Print out the complete set of records below, exactly as they read.

Data entries:
★ ★ ★

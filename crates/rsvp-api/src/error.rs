//! API error type and [`axum::response::IntoResponse`] implementation.
//!
//! Every failure reaches the client as `{"message": "..."}`. Persistence
//! failures are logged in full and replaced by a generic message.

use axum::{
  Json,
  http::StatusCode,
  response::{IntoResponse, Response},
};
use serde_json::json;
use thiserror::Error;

/// Shown to clients in place of any storage failure.
pub const INTERNAL_MESSAGE: &str =
  "Something went wrong on our end. Please try again later.";

/// Coarse classification used for the status-code mapping.
#[derive(Debug, Clone, Copy, PartialEq, Eq)]
pub enum ErrorKind {
  Authorization,
  Validation,
  Persistence,
}

/// An error returned by an API handler.
#[derive(Debug, Error)]
pub enum ApiError {
  #[error("{0}")]
  Authorization(String),

  #[error("{0}")]
  Validation(String),

  #[error("store error: {0}")]
  Persistence(#[source] Box<dyn std::error::Error + Send + Sync>),
}

impl ApiError {
  pub fn persistence(e: impl std::error::Error + Send + Sync + 'static) -> Self {
    ApiError::Persistence(Box::new(e))
  }

  pub fn kind(&self) -> ErrorKind {
    match self {
      ApiError::Authorization(_) => ErrorKind::Authorization,
      ApiError::Validation(_) => ErrorKind::Validation,
      ApiError::Persistence(_) => ErrorKind::Persistence,
    }
  }

  pub fn status(&self) -> StatusCode {
    match self.kind() {
      ErrorKind::Authorization => StatusCode::UNAUTHORIZED,
      ErrorKind::Validation => StatusCode::BAD_REQUEST,
      ErrorKind::Persistence => StatusCode::INTERNAL_SERVER_ERROR,
    }
  }
}

impl From<rsvp_core::Error> for ApiError {
  fn from(e: rsvp_core::Error) -> Self {
    match e {
      rsvp_core::Error::Authorization(m) => ApiError::Authorization(m),
      rsvp_core::Error::Validation(v) => ApiError::Validation(v.message),
    }
  }
}

impl IntoResponse for ApiError {
  fn into_response(self) -> Response {
    let status = self.status();
    let message = match self {
      ApiError::Authorization(m) | ApiError::Validation(m) => m,
      ApiError::Persistence(e) => {
        tracing::error!(error = %e, "store failure");
        INTERNAL_MESSAGE.to_owned()
      }
    };
    (status, Json(json!({ "message": message }))).into_response()
  }
}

★ ★ ★

Task solution:
filename crates/rsvp-api/src/error.rs
//! API error type and [`axum::response::IntoResponse`] implementation.
//!
//! Every failure reaches the client as `{"message": "..."}`. Persistence
//! failures are logged in full and replaced by a generic message.

use axum::{
  Json,
  http::StatusCode,
  response::{IntoResponse, Response},
};
use serde_json::json;
use thiserror::Error;

/// Shown to clients in place of any storage failure.
pub const INTERNAL_MESSAGE: &str =
  "Something went wrong on our end. Please try again later.";

/// Coarse classification used for the status-code mapping.
#[derive(Debug, Clone, Copy, PartialEq, Eq)]
pub enum ErrorKind {
  Authorization,
  Validation,
  Persistence,
}

/// An error returned by an API handler.
#[derive(Debug, Error)]
pub enum ApiError {
  #[error("{0}")]
  Authorization(String),

  #[error("{0}")]
  Validation(String),

  #[error("store error: {0}")]
  Persistence(#[source] Box<dyn std::error::Error + Send + Sync>),
}

impl ApiError {
  pub fn persistence(e: impl std::error::Error + Send + Sync + 'static) -> Self {
    ApiError::Persistence(Box::new(e))
  }

  pub fn kind(&self) -> ErrorKind {
    match self {
      ApiError::Authorization(_) => ErrorKind::Authorization,
      ApiError::Validation(_) => ErrorKind::Validation,
      ApiError::Persistence(_) => ErrorKind::Persistence,
    }
  }

  pub fn status(&self) -> StatusCode {
    match self.kind() {
      ErrorKind::Authorization => StatusCode::UNAUTHORIZED,
      ErrorKind::Validation => StatusCode::BAD_REQUEST,
      ErrorKind::Persistence => StatusCode::INTERNAL_SERVER_ERROR,
    }
  }
}

impl From<rsvp_core::Error> for ApiError {
  fn from(e: rsvp_core::Error) -> Self {
    match e {
      rsvp_core::Error::Authorization(m) => ApiError::Authorization(m),
      rsvp_core::Error::Validation(v) => ApiError::Validation(v.message),
    }
  }
}

impl IntoResponse for ApiError {
  fn into_response(self) -> Response {
    let status = self.status();
    let message = match self {
      ApiError::Authorization(m) | ApiError::Validation(m) => m,
      ApiError::Persistence(e) => {
        tracing::error!(error = %e, "store failure");
        INTERNAL_MESSAGE.to_owned()
      }
    };
    (status, Json(json!({ "message": message }))).into_response()
  }
}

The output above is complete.